Echange de vues entre le SYVICOL et la coalition Wunnrecht
En date du 28 février 2022, le président du SYVICOL s’est entretenu par visioconférence avec des membres de la coalition Wunnrecht, qui lui ont exposé certaines des revendications de la plateforme s’adressant plus particulièrement aux communes. La lutte contre la spéculation foncière, la construction et de la mise à disposition de logements sociaux, ainsi que de la colocation ont été parmi les problématiques abordées. Compte-tenu de l’actualité internationale, la question de l’hébergement des demandeurs respectivement des bénéficiaires de protection internationale a également été discutée.

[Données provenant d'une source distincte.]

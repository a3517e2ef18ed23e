//! Platform-specific process primitives.
//!
//! All platform branching lives here: liveness probes, signal delivery,
//! detached-spawn flags, and the OS-native force-kill fallback. Callers
//! (launcher, terminator, locator, status) never branch on platform
//! themselves.

use std::io;

use tokio::process::Command;

/// Returns true if a process with this PID is currently alive.
///
/// On unix this is the null-signal probe: `kill(pid, 0)` succeeds for a live
/// process, and a permission error still proves existence. On windows it asks
/// `tasklist` to filter on the PID.
pub fn pid_alive(pid: u32) -> bool {
    imp::pid_alive(pid)
}

/// Sends a graceful termination request to the process (and its group).
///
/// Returns `ErrorKind::NotFound` if the process is already gone.
pub fn send_terminate(pid: u32) -> io::Result<()> {
    imp::send_terminate(pid)
}

/// Sends an unconditional kill to the process (and its group).
///
/// Returns `ErrorKind::NotFound` if the process is already gone, and
/// `ErrorKind::Unsupported` where the platform has no direct kill signal;
/// callers fall back to [`native_force_kill`] for both `Unsupported` and
/// permission errors.
pub fn send_kill(pid: u32) -> io::Result<()> {
    imp::send_kill(pid)
}

/// Forces termination through the platform's external kill utility
/// (`kill -9` on unix, `taskkill /F /T` on windows).
pub async fn native_force_kill(pid: u32) -> io::Result<()> {
    let status = imp::force_kill_command(pid).status().await?;
    if status.success() {
        Ok(())
    } else {
        Err(io::Error::other(format!(
            "force-kill utility exited with {}",
            status.code().unwrap_or(1)
        )))
    }
}

/// Puts a foreground child in its own process group so group-wide signals
/// reach the whole server, not the supervisor.
pub fn configure_foreground(command: &mut Command) {
    imp::configure_foreground(command);
}

/// Detaches a child so it outlives the supervisor process. The launcher
/// additionally redirects the child's stdio away from the terminal.
pub fn configure_detached(command: &mut Command) {
    imp::configure_detached(command);
}

#[cfg(unix)]
mod imp {
    use std::io;

    use tokio::process::Command;

    pub fn pid_alive(pid: u32) -> bool {
        let rc = unsafe { libc::kill(pid as i32, 0) };
        if rc == 0 {
            return true;
        }
        // EPERM means the process exists but belongs to another user.
        io::Error::last_os_error().raw_os_error() == Some(libc::EPERM)
    }

    pub fn send_terminate(pid: u32) -> io::Result<()> {
        signal(pid, libc::SIGTERM)
    }

    pub fn send_kill(pid: u32) -> io::Result<()> {
        signal(pid, libc::SIGKILL)
    }

    fn signal(pid: u32, sig: i32) -> io::Result<()> {
        let pid = pid as i32;
        unsafe {
            // Signal the group first so children of the server die with it;
            // the direct kill covers processes that never became leaders.
            let group = libc::kill(-pid, sig);
            let direct = libc::kill(pid, sig);
            if group == 0 || direct == 0 {
                return Ok(());
            }
        }
        let err = io::Error::last_os_error();
        if err.raw_os_error() == Some(libc::ESRCH) {
            return Err(io::Error::new(io::ErrorKind::NotFound, "no such process"));
        }
        Err(err)
    }

    pub fn configure_foreground(command: &mut Command) {
        unsafe {
            command.pre_exec(|| {
                let _ = libc::setpgid(0, 0);
                Ok(())
            });
        }
    }

    pub fn configure_detached(command: &mut Command) {
        unsafe {
            command.pre_exec(|| {
                // New session: no controlling terminal, survives the
                // supervisor's exit.
                let _ = libc::setsid();
                Ok(())
            });
        }
    }

    pub fn force_kill_command(pid: u32) -> Command {
        let mut command = Command::new("kill");
        command.arg("-9").arg(pid.to_string());
        command
    }
}

#[cfg(windows)]
mod imp {
    use std::io;
    use std::process::Stdio;

    use tokio::process::Command;

    const CREATE_NEW_PROCESS_GROUP: u32 = 0x0000_0200;
    const DETACHED_PROCESS: u32 = 0x0000_0008;

    pub fn pid_alive(pid: u32) -> bool {
        let output = std::process::Command::new("tasklist")
            .args(["/FI", &format!("PID eq {}", pid), "/NH"])
            .stdout(Stdio::piped())
            .stderr(Stdio::null())
            .output();
        match output {
            Ok(output) => {
                let text = String::from_utf8_lossy(&output.stdout);
                text.split_whitespace().any(|token| token == pid.to_string())
            }
            Err(_) => false,
        }
    }

    pub fn send_terminate(pid: u32) -> io::Result<()> {
        use windows_sys::Win32::System::Console::{GenerateConsoleCtrlEvent, CTRL_BREAK_EVENT};
        // CTRL_BREAK is the closest console signal to SIGTERM on windows.
        let ok = unsafe { GenerateConsoleCtrlEvent(CTRL_BREAK_EVENT, pid) };
        if ok == 0 {
            return Err(io::Error::last_os_error());
        }
        Ok(())
    }

    pub fn send_kill(_pid: u32) -> io::Result<()> {
        // No direct kill signal; the terminator escalates to taskkill.
        Err(io::Error::new(
            io::ErrorKind::Unsupported,
            "direct kill unavailable, use taskkill",
        ))
    }

    pub fn configure_foreground(command: &mut Command) {
        command.creation_flags(CREATE_NEW_PROCESS_GROUP);
    }

    pub fn configure_detached(command: &mut Command) {
        command.creation_flags(DETACHED_PROCESS | CREATE_NEW_PROCESS_GROUP);
    }

    pub fn force_kill_command(pid: u32) -> Command {
        let mut command = Command::new("taskkill");
        command.args(["/PID", &pid.to_string(), "/F", "/T"]);
        command
    }
}

#[cfg(test)]
mod tests {
    use super::*;

    #[test]
    fn pid_alive_for_self() {
        assert!(pid_alive(std::process::id()));
    }

    #[test]
    #[cfg(unix)]
    fn pid_alive_false_for_impossible_pid() {
        assert!(!pid_alive(999_999_999));
    }

    #[test]
    #[cfg(unix)]
    fn terminate_missing_process_reports_not_found() {
        let err = send_terminate(999_999_999).unwrap_err();
        assert_eq!(err.kind(), io::ErrorKind::NotFound);
    }
}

La discussion a été ouverte par Sergio Ferreira de l’ASTI, qui est membre de la coalition ad hoc Wunnrecht réunissant différentes associations actives dans le domaine du logement social. Il a constaté que les communes, bien qu’ayant des moyens plus limités que l’Etat, peuvent néanmoins agir pour inciter à la création et à l’activation de logements sur leur territoire, notamment en instaurant une taxe communale sur les logements inoccupés et les terrains non bâtis, ce que seules quelques-unes d’entre elles ont fait à ce jour. Emile Eicher a répondu qu’effectivement, cette taxe a été peu mise en œuvre faute d’encadrement légal suffisant permettant aux communes d’assurer d’une part le contrôle des logements vacants et, d’autre part, la collecte de cette taxe. C’est pourquoi le SYVICOL réclame depuis plusieurs années la création d’un impôt au niveau national pour surmonter les incertitudes juridiques liées à cette taxe, tout en demandant que les recettes ainsi perçues soient reversées aux communes. Le président du SYVICOL s’est partant réjouit de l’annonce faite par le Premier ministre au mois d’octobre dernier de taxer la spéculation de terrains constructibles et d’appartements, dans le cadre d’une réforme générale de l’impôt foncier. Le SYVICOL est désormais dans l’attente d’une proposition concrète en ce sens.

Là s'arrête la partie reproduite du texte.